> [PROMPT] Return every entry exactly.

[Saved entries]
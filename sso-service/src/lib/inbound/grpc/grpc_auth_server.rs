use std::sync::Arc;
use std::time::Duration;

use tonic::Request;
use tonic::Response;
use tonic::Status;

use super::handlers::is_admin;
use super::handlers::signin;
use super::handlers::signup;
use crate::identity::ports::AuthServicePort;
use crate::proto::auth_server::Auth as AuthProto;
use crate::proto::auth_server::AuthServer;
use crate::proto::IsAdminRequest;
use crate::proto::IsAdminResponse;
use crate::proto::SigninRequest;
use crate::proto::SigninResponse;
use crate::proto::SignupRequest;
use crate::proto::SignupResponse;

/// gRPC adapter for the auth service.
pub struct AuthGrpcService<S: AuthServicePort> {
    service: Arc<S>,
    request_timeout: Duration,
}

impl<S: AuthServicePort> AuthGrpcService<S> {
    /// # Arguments
    /// * `service` - Auth service implementation
    /// * `request_timeout` - Upper bound on each service call
    pub fn new(service: Arc<S>, request_timeout: Duration) -> Self {
        Self {
            service,
            request_timeout,
        }
    }

    /// Wrap into the tonic server type for `Server::add_service`.
    pub fn into_server(self) -> AuthServer<Self> {
        AuthServer::new(self)
    }
}

#[tonic::async_trait]
impl<S: AuthServicePort> AuthProto for AuthGrpcService<S> {
    async fn signup(
        &self,
        request: Request<SignupRequest>,
    ) -> Result<Response<SignupResponse>, Status> {
        let response =
            signup::signup(self.service.as_ref(), request.into_inner(), self.request_timeout)
                .await?;
        Ok(Response::new(response))
    }

    async fn signin(
        &self,
        request: Request<SigninRequest>,
    ) -> Result<Response<SigninResponse>, Status> {
        let response =
            signin::signin(self.service.as_ref(), request.into_inner(), self.request_timeout)
                .await?;
        Ok(Response::new(response))
    }

    async fn is_admin(
        &self,
        request: Request<IsAdminRequest>,
    ) -> Result<Response<IsAdminResponse>, Status> {
        let response =
            is_admin::is_admin(self.service.as_ref(), request.into_inner(), self.request_timeout)
                .await?;
        Ok(Response::new(response))
    }
}
//! Authentication utilities library
//!
//! Provides the credential primitives used by the SSO service:
//! - Password hashing (Argon2id, configurable work factor)
//! - JWT issuance signed with a per-application secret
//! - Authentication coordination
//!
//! # Examples
//!
//! ## Password Hashing
//! ```
//! use auth::PasswordHasher;
//!
//! let hasher = PasswordHasher::new();
//! let hash = hasher.hash("Aa1!aaaa").unwrap();
//! let is_valid = hasher.verify("Aa1!aaaa", &hash).unwrap();
//! assert!(is_valid);
//! ```
//!
//! ## Token Issuance
//! ```
//! use auth::{Claims, TokenIssuer};
//! use chrono::Duration;
//!
//! let issuer = TokenIssuer::new();
//! let claims = Claims::for_user("user123", "a@b.com", 1, Duration::hours(1));
//! let token = issuer.issue(&claims, b"secret-of-app-1").unwrap();
//! assert!(!token.is_empty());
//! ```

pub mod authenticator;
pub mod jwt;
pub mod password;

// Re-export commonly used items
pub use authenticator::Authenticator;
pub use jwt::Claims;
pub use jwt::JwtError;
pub use jwt::TokenIssuer;
pub use password::HashCost;
pub use password::PasswordError;
pub use password::PasswordHasher;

> [TASK OUTPUT]
filename sso-service/src/lib/inbound/grpc/grpc_auth_server.rs
use std::sync::Arc;
use std::time::Duration;

use tonic::Request;
use tonic::Response;
use tonic::Status;

use super::handlers::is_admin;
use super::handlers::signin;
use super::handlers::signup;
use crate::identity::ports::AuthServicePort;
use crate::proto::auth_server::Auth as AuthProto;
use crate::proto::auth_server::AuthServer;
use crate::proto::IsAdminRequest;
use crate::proto::IsAdminResponse;
use crate::proto::SigninRequest;
use crate::proto::SigninResponse;
use crate::proto::SignupRequest;
use crate::proto::SignupResponse;

/// gRPC adapter for the auth service.
pub struct AuthGrpcService<S: AuthServicePort> {
    service: Arc<S>,
    request_timeout: Duration,
}

impl<S: AuthServicePort> AuthGrpcService<S> {
    /// # Arguments
    /// * `service` - Auth service implementation
    /// * `request_timeout` - Upper bound on each service call
    pub fn new(service: Arc<S>, request_timeout: Duration) -> Self {
        Self {
            service,
            request_timeout,
        }
    }

    /// Wrap into the tonic server type for `Server::add_service`.
    pub fn into_server(self) -> AuthServer<Self> {
        AuthServer::new(self)
    }
}

#[tonic::async_trait]
impl<S: AuthServicePort> AuthProto for AuthGrpcService<S> {
    async fn signup(
        &self,
        request: Request<SignupRequest>,
    ) -> Result<Response<SignupResponse>, Status> {
        let response =
            signup::signup(self.service.as_ref(), request.into_inner(), self.request_timeout)
                .await?;
        Ok(Response::new(response))
    }

    async fn signin(
        &self,
        request: Request<SigninRequest>,
    ) -> Result<Response<SigninResponse>, Status> {
        let response =
            signin::signin(self.service.as_ref(), request.into_inner(), self.request_timeout)
                .await?;
        Ok(Response::new(response))
    }

    async fn is_admin(
        &self,
        request: Request<IsAdminRequest>,
    ) -> Result<Response<IsAdminResponse>, Status> {
        let response =
            is_admin::is_admin(self.service.as_ref(), request.into_inner(), self.request_timeout)
                .await?;
        Ok(Response::new(response))
    }
}
//! Authentication utilities library
//!
//! Provides the credential primitives used by the SSO service:
//! - Password hashing (Argon2id, configurable work factor)
//! - JWT issuance signed with a per-application secret
//! - Authentication coordination
//!
//! # Examples
//!
//! ## Password Hashing
//! ```
//! use auth::PasswordHasher;
//!
//! let hasher = PasswordHasher::new();
//! let hash = hasher.hash("Aa1!aaaa").unwrap();
//! let is_valid = hasher.verify("Aa1!aaaa", &hash).unwrap();
//! assert!(is_valid);
//! ```
//!
//! ## Token Issuance
//! ```
//! use auth::{Claims, TokenIssuer};
//! use chrono::Duration;
//!
//! let issuer = TokenIssuer::new();
//! let claims = Claims::for_user("user123", "a@b.com", 1, Duration::hours(1));
//! let token = issuer.issue(&claims, b"secret-of-app-1").unwrap();
//! assert!(!token.is_empty());
//! ```

pub mod authenticator;
pub mod jwt;
pub mod password;

// Re-export commonly used items
pub use authenticator::Authenticator;
pub use jwt::Claims;
pub use jwt::JwtError;
pub use jwt::TokenIssuer;
pub use password::HashCost;
pub use password::PasswordError;
pub use password::PasswordHasher;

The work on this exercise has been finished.